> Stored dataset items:
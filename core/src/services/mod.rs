//! Business services containing domain logic and use cases.

pub mod handshake;
pub mod verification;

// Re-export commonly used types
pub use handshake::{HandshakeController, HandshakeState, Page, Route, Step};
pub use verification::{Channel, VerificationClient, VerificationStatus};
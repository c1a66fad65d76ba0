//! Environment configuration module

use serde::{Deserialize, Serialize};

use super::{parse_or, ConfigError};

/// Application environment
#[derive(Debug, Clone, Copy, PartialEq, Eq, Deserialize, Serialize, Default)]
#[serde(rename_all = "lowercase")]
pub enum Environment {
    /// Development environment
    #[default]
    Development,
    /// Staging/test environment
    Staging,
    /// Production environment
    Production,
}

impl Environment {
    /// Check if running in production
    pub fn is_production(&self) -> bool {
        matches!(self, Environment::Production)
    }

    /// Read `ENVIRONMENT`, defaulting to development when unset.
    ///
    /// An unrecognised value is an error: it decides whether cookies are
    /// secure and HTTPS is enforced.
    pub fn from_env() -> Result<Self, ConfigError> {
        parse_or("ENVIRONMENT", Environment::Development)
    }
}

impl std::fmt::Display for Environment {
    fn fmt(&self, f: &mut std::fmt::Formatter<'_>) -> std::fmt::Result {
        match self {
            Environment::Development => write!(f, "development"),
            Environment::Staging => write!(f, "staging"),
            Environment::Production => write!(f, "production"),
        }
    }
}

impl std::str::FromStr for Environment {
    type Err = String;

    fn from_str(s: &str) -> Result<Self, Self::Err> {
        match s.to_lowercase().as_str() {
            "development" | "dev" => Ok(Environment::Development),
            "staging" | "stage" | "test" => Ok(Environment::Staging),
            "production" | "prod" => Ok(Environment::Production),
            _ => Err(format!("Invalid environment: {}", s)),
        }
    }
}

/// Logging configuration
#[derive(Debug, Clone, Deserialize, Serialize)]
pub struct LoggingConfig {
    /// Log level or filter directive (trace, debug, info, warn, error)
    pub level: String,

    /// Log format (json, pretty, compact)
    #[serde(default = "default_log_format")]
    pub format: LogFormat,

    /// Include source location in logs
    #[serde(default)]
    pub source_location: bool,
}

impl Default for LoggingConfig {
    fn default() -> Self {
        Self {
            level: String::from("info"),
            format: default_log_format(),
            source_location: false,
        }
    }
}

impl LoggingConfig {
    /// Create logging config for environment
    pub fn for_environment(env: Environment) -> Self {
        match env {
            Environment::Development => Self {
                level: String::from("debug"),
                format: LogFormat::Pretty,
                source_location: true,
            },
            Environment::Staging => Self {
                level: String::from("info"),
                format: LogFormat::Json,
                source_location: false,
            },
            Environment::Production => Self {
                level: String::from("info"),
                format: LogFormat::Json,
                source_location: false,
            },
        }
    }

    /// Environment defaults overridden by `LOG_LEVEL` and `LOG_FORMAT`
    pub fn from_env(env: Environment) -> Result<Self, ConfigError> {
        let mut config = Self::for_environment(env);
        if let Ok(level) = std::env::var("LOG_LEVEL") {
            if !level.trim().is_empty() {
                config.level = level.trim().to_string();
            }
        }
        config.format = parse_or("LOG_FORMAT", config.format)?;
        Ok(config)
    }
}

/// Log format enumeration
#[derive(Debug, Clone, Copy, PartialEq, Eq, Deserialize, Serialize)]
#[serde(rename_all = "lowercase")]
pub enum LogFormat {
    Json,
    Pretty,
    Compact,
}

impl std::str::FromStr for LogFormat {
    type Err = String;

    fn from_str(s: &str) -> Result<Self, Self::Err> {
        match s.to_lowercase().as_str() {
            "json" => Ok(LogFormat::Json),
            "pretty" => Ok(LogFormat::Pretty),
            "compact" => Ok(LogFormat::Compact),
            other => Err(format!("unknown log format '{}'", other)),
        }
    }
}

fn default_log_format() -> LogFormat {
    LogFormat::Pretty
}
//! Configured entry point over the engines.
//!
//! [`Engine`] opens a fresh [`Store`] on the configured database for every call and closes it on
//! every exit path. When an [`OperationObserver`] is attached it reports:
//!
//! - `on_success` on success, with table and row counts
//! - `on_failure` on failure, with a computed severity
//! - `on_alert` on failure when that severity is >= `config.alert_at_or_above`

use std::collections::HashMap;
use std::fmt;
use std::path::Path;
use std::sync::Arc;

use crate::admin::{self, AdminGate, AdminToken};
use crate::config::EngineConfig;
use crate::error::IngestResult;
use crate::naming::Identifier;
use crate::observability::{
    Operation, OperationContext, OperationObserver, OperationStats, severity_for_error,
};
use crate::reader::WorkbookFormat;
use crate::registry::{self, EmbeddedBlob, EmbeddedFile};
use crate::remote::{self, PublishReport, RemoteArchive};
use crate::store::Store;
use crate::types::{Sheet, TableData, Workbook};

use super::WriteMode;
use super::append::{AppendOptions, AppendReport, append_sheet};
use super::ingest::{IngestOptions, IngestReport, ingest_path, ingest_workbook};
use super::merge::{MergeReport, merge_workbooks};

/// Ingestion, append and merge against one database file.
///
/// ```no_run
/// use std::sync::Arc;
///
/// use sheet_ingest::config::EngineConfig;
/// use sheet_ingest::engine::Engine;
/// use sheet_ingest::observability::LogObserver;
///
/// # fn main() -> Result<(), sheet_ingest::IngestError> {
/// let engine = Engine::new(EngineConfig::with_database("reports.sqlite"))
///     .with_observer(Arc::new(LogObserver));
///
/// // Sheet `Q1` of `Sales 2024.xlsx` lands in table `sales_2024_q1`.
/// let report = engine.ingest_path("Sales 2024.xlsx", None)?;
/// for table in &report.tables {
///     println!("{} rows -> {}", table.row_count, table.table_name);
/// }
/// # Ok(())
/// # }
/// ```
#[derive(Clone)]
pub struct Engine {
    config: EngineConfig,
    observer: Option<Arc<dyn OperationObserver>>,
}

impl fmt::Debug for Engine {
    fn fmt(&self, f: &mut fmt::Formatter<'_>) -> fmt::Result {
        f.debug_struct("Engine")
            .field("database", &self.config.database)
            .field("observer_set", &self.observer.is_some())
            .finish()
    }
}

impl Engine {
    pub fn new(config: EngineConfig) -> Self {
        Self {
            config,
            observer: None,
        }
    }

    pub fn with_observer(mut self, observer: Arc<dyn OperationObserver>) -> Self {
        self.observer = Some(observer);
        self
    }

    pub fn config(&self) -> &EngineConfig {
        &self.config
    }

    /// Open a connection to the configured database.
    pub fn open_store(&self) -> IngestResult<Store> {
        Store::open_path(&self.config.database)
    }

    /// Ingest `workbook` under `owner`, replacing existing tables of the same names.
    pub fn ingest(&self, workbook: &Workbook, owner: &str) -> IngestResult<IngestReport> {
        self.ingest_with(workbook, owner, WriteMode::Replace)
    }

    pub fn ingest_with(
        &self,
        workbook: &Workbook,
        owner: &str,
        mode: WriteMode,
    ) -> IngestResult<IngestReport> {
        let options = self.ingest_options(mode);
        self.run(
            Operation::Ingest,
            owner,
            |store| ingest_workbook(store, workbook, owner, &options),
            ingest_stats,
        )
    }

    /// Read and ingest the workbook at `path`; `owner` defaults to the file stem.
    pub fn ingest_path(
        &self,
        path: impl AsRef<Path>,
        owner: Option<&str>,
    ) -> IngestResult<IngestReport> {
        let path = path.as_ref();
        let options = self.ingest_options(WriteMode::Replace);
        self.run(
            Operation::Ingest,
            path.display().to_string(),
            |store| ingest_path(store, path, owner, None::<WorkbookFormat>, &options),
            ingest_stats,
        )
    }

    /// Append `sheet` to `table`, deduplicating when `config.dedup_on_append` is set.
    pub fn append(&self, table: &str, sheet: &Sheet) -> IngestResult<AppendReport> {
        let options = AppendOptions {
            dedup: self.config.dedup_on_append,
        };
        self.append_with(table, sheet, &options)
    }

    pub fn append_with(
        &self,
        table: &str,
        sheet: &Sheet,
        options: &AppendOptions,
    ) -> IngestResult<AppendReport> {
        self.run(
            Operation::Append,
            table,
            |store| append_sheet(store, table, sheet, options),
            |r| OperationStats {
                tables: 1,
                rows: r.appended,
            },
        )
    }

    pub fn merge(
        &self,
        left: &Workbook,
        right: &Workbook,
        targets: &HashMap<String, String>,
    ) -> IngestResult<MergeReport> {
        let mut names: Vec<&str> = targets.values().map(String::as_str).collect();
        names.sort_unstable();
        self.run(
            Operation::Merge,
            names.join(","),
            |store| merge_workbooks(store, left, right, targets),
            |r| OperationStats {
                tables: r.tables.len(),
                rows: r.tables.iter().map(|t| t.row_count).sum(),
            },
        )
    }

    /// Table names in the catalog, sorted.
    pub fn tables(&self) -> IngestResult<Vec<String>> {
        self.open_store()?.table_names()
    }

    /// Read a table (first `limit` rows when given). The name is normalized first.
    pub fn read_table(&self, name: &str, limit: Option<usize>) -> IngestResult<TableData> {
        self.open_store()?
            .read_table(&Identifier::normalize(name), limit)
    }

    /// Store the file at `path` verbatim in the embedded-file registry.
    pub fn embed_file(&self, path: impl AsRef<Path>) -> IngestResult<i64> {
        let path = path.as_ref();
        self.run(
            Operation::Embed,
            path.display().to_string(),
            |store| registry::embed_file(store, path),
            |_| OperationStats { tables: 1, rows: 1 },
        )
    }

    pub fn list_embedded(&self) -> IngestResult<Vec<EmbeddedFile>> {
        registry::list_embedded(&self.open_store()?)
    }

    pub fn fetch_embedded(&self, id: i64) -> IngestResult<Option<EmbeddedBlob>> {
        registry::fetch_embedded(&self.open_store()?, id)
    }

    /// Upload the file at `path` to `archive`. See [`remote::publish_file`].
    pub fn publish<A: RemoteArchive + ?Sized>(
        &self,
        archive: &A,
        path: impl AsRef<Path>,
        dest_name: Option<&str>,
        overwrite: bool,
    ) -> IngestResult<PublishReport> {
        let path = path.as_ref();
        let ctx = OperationContext {
            operation: Operation::Publish,
            target: path.display().to_string(),
        };
        let result = remote::publish_file(archive, path, dest_name, overwrite);
        self.report(&ctx, &result, |_| OperationStats::default());
        result
    }

    /// Gate configured with `config.admin_secret`.
    pub fn admin_gate(&self) -> AdminGate {
        AdminGate::new(self.config.admin_secret.clone())
    }

    pub fn drop_table(&self, token: &AdminToken, name: &str) -> IngestResult<String> {
        self.run(
            Operation::Drop,
            name,
            |store| admin::drop_table(store, token, name),
            |_| OperationStats { tables: 1, rows: 0 },
        )
    }

    pub fn drop_all_tables(&self, token: &AdminToken) -> IngestResult<Vec<String>> {
        self.run(
            Operation::Drop,
            "*",
            |store| admin::drop_all_tables(store, token),
            |names| OperationStats {
                tables: names.len(),
                rows: 0,
            },
        )
    }

    fn ingest_options(&self, mode: WriteMode) -> IngestOptions {
        IngestOptions {
            mode,
            preview_rows: self.config.preview_rows,
        }
    }

    fn run<T>(
        &self,
        operation: Operation,
        target: impl Into<String>,
        op: impl FnOnce(&mut Store) -> IngestResult<T>,
        stats: impl FnOnce(&T) -> OperationStats,
    ) -> IngestResult<T> {
        let ctx = OperationContext {
            operation,
            target: target.into(),
        };
        let result = self.open_store().and_then(|mut store| op(&mut store));
        self.report(&ctx, &result, stats);
        result
    }

    fn report<T>(
        &self,
        ctx: &OperationContext,
        result: &IngestResult<T>,
        stats: impl FnOnce(&T) -> OperationStats,
    ) {
        let Some(obs) = self.observer.as_ref() else {
            return;
        };
        match result {
            Ok(value) => obs.on_success(ctx, stats(value)),
            Err(e) => {
                let sev = severity_for_error(e);
                obs.on_failure(ctx, sev, e);
                if sev >= self.config.alert_at_or_above {
                    obs.on_alert(ctx, sev, e);
                }
            }
        }
    }
}

fn ingest_stats(report: &IngestReport) -> OperationStats {
    OperationStats {
        tables: report.tables.len(),
        rows: report.total_rows(),
    }
}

> PROBLEM TO WORK ON: How many lines in the records contain the word "test"? Reply with that number only.

> RESULT FOR THIS EXERCISE: 2